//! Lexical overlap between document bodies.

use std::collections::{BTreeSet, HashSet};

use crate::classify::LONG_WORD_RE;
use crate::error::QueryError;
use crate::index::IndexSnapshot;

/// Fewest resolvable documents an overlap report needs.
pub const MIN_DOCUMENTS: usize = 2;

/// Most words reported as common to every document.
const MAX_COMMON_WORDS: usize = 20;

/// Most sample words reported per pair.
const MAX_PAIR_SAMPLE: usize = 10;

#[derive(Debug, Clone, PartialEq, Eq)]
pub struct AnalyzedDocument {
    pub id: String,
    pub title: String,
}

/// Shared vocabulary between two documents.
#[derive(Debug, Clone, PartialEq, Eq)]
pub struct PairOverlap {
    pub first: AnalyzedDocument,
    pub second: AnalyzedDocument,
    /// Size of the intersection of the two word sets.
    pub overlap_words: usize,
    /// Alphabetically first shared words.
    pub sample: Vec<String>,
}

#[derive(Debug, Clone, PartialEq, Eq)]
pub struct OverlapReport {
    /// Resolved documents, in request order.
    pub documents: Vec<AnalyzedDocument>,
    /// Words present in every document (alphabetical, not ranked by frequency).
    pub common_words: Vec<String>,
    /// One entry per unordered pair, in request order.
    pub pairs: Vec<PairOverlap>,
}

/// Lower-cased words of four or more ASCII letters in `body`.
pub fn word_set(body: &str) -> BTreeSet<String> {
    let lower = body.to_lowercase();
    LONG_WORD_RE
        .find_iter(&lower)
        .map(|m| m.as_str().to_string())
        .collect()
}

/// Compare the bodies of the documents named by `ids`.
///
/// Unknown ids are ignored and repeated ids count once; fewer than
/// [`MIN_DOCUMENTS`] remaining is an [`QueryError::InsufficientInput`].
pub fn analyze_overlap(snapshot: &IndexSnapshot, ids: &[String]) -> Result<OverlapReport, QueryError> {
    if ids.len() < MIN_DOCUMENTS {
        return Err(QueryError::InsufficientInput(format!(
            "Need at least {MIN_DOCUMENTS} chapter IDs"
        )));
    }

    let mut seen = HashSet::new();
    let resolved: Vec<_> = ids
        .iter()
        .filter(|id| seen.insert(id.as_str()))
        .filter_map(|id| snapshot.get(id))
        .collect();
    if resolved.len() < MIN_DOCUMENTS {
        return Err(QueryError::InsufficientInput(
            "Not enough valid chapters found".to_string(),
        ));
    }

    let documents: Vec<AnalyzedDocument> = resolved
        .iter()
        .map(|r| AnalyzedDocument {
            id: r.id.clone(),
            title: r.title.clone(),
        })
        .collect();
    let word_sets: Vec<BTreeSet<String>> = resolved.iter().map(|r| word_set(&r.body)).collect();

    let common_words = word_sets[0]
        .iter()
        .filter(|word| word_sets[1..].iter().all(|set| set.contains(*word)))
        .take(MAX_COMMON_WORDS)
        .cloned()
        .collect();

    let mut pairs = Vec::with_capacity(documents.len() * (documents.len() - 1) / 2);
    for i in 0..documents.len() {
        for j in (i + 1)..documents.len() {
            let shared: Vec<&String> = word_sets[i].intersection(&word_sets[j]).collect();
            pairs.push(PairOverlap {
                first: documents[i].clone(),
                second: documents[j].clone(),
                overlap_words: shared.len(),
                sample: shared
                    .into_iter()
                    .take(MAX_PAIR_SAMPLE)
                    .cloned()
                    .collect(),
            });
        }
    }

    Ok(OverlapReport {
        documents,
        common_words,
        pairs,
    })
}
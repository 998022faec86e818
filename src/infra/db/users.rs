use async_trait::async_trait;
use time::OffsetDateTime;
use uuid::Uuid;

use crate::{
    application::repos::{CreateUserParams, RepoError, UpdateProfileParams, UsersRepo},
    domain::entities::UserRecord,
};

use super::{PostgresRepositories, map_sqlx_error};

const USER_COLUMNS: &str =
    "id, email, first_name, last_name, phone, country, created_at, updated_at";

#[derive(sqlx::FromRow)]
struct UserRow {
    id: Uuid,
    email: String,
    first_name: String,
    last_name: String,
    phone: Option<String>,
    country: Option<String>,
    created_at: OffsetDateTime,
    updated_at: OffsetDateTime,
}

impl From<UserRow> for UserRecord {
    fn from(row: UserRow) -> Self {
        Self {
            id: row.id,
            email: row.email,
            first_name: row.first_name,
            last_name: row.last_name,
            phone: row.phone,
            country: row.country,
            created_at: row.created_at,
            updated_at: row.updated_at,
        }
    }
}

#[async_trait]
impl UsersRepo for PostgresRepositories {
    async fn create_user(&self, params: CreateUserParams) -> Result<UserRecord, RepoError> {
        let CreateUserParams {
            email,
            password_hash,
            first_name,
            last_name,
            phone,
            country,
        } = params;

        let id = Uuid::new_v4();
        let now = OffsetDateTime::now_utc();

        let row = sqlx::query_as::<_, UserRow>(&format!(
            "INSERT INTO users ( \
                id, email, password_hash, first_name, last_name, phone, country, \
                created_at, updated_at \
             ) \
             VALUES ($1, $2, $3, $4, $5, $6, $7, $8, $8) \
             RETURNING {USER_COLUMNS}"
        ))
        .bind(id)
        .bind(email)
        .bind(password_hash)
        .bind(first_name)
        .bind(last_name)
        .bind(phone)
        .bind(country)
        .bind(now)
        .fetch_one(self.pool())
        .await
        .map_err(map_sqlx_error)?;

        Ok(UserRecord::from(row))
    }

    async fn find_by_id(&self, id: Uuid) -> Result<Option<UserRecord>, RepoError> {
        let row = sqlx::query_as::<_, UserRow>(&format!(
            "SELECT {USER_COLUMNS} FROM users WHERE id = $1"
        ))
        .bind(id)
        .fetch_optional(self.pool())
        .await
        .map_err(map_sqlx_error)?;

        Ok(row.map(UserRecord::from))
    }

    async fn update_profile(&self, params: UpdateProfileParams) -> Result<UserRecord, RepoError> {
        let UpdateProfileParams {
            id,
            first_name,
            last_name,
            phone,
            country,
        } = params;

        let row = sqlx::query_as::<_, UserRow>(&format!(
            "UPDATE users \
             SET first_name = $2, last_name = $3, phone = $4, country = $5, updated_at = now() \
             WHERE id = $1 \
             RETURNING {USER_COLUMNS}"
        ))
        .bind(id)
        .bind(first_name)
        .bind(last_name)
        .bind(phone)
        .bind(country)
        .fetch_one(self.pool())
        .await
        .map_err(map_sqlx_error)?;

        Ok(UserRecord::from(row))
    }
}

● What to work on: Look through the data and show every line containing "request".

● Solved exercise:
    /// Resolved documents, in request order.
    /// One entry per unordered pair, in request order.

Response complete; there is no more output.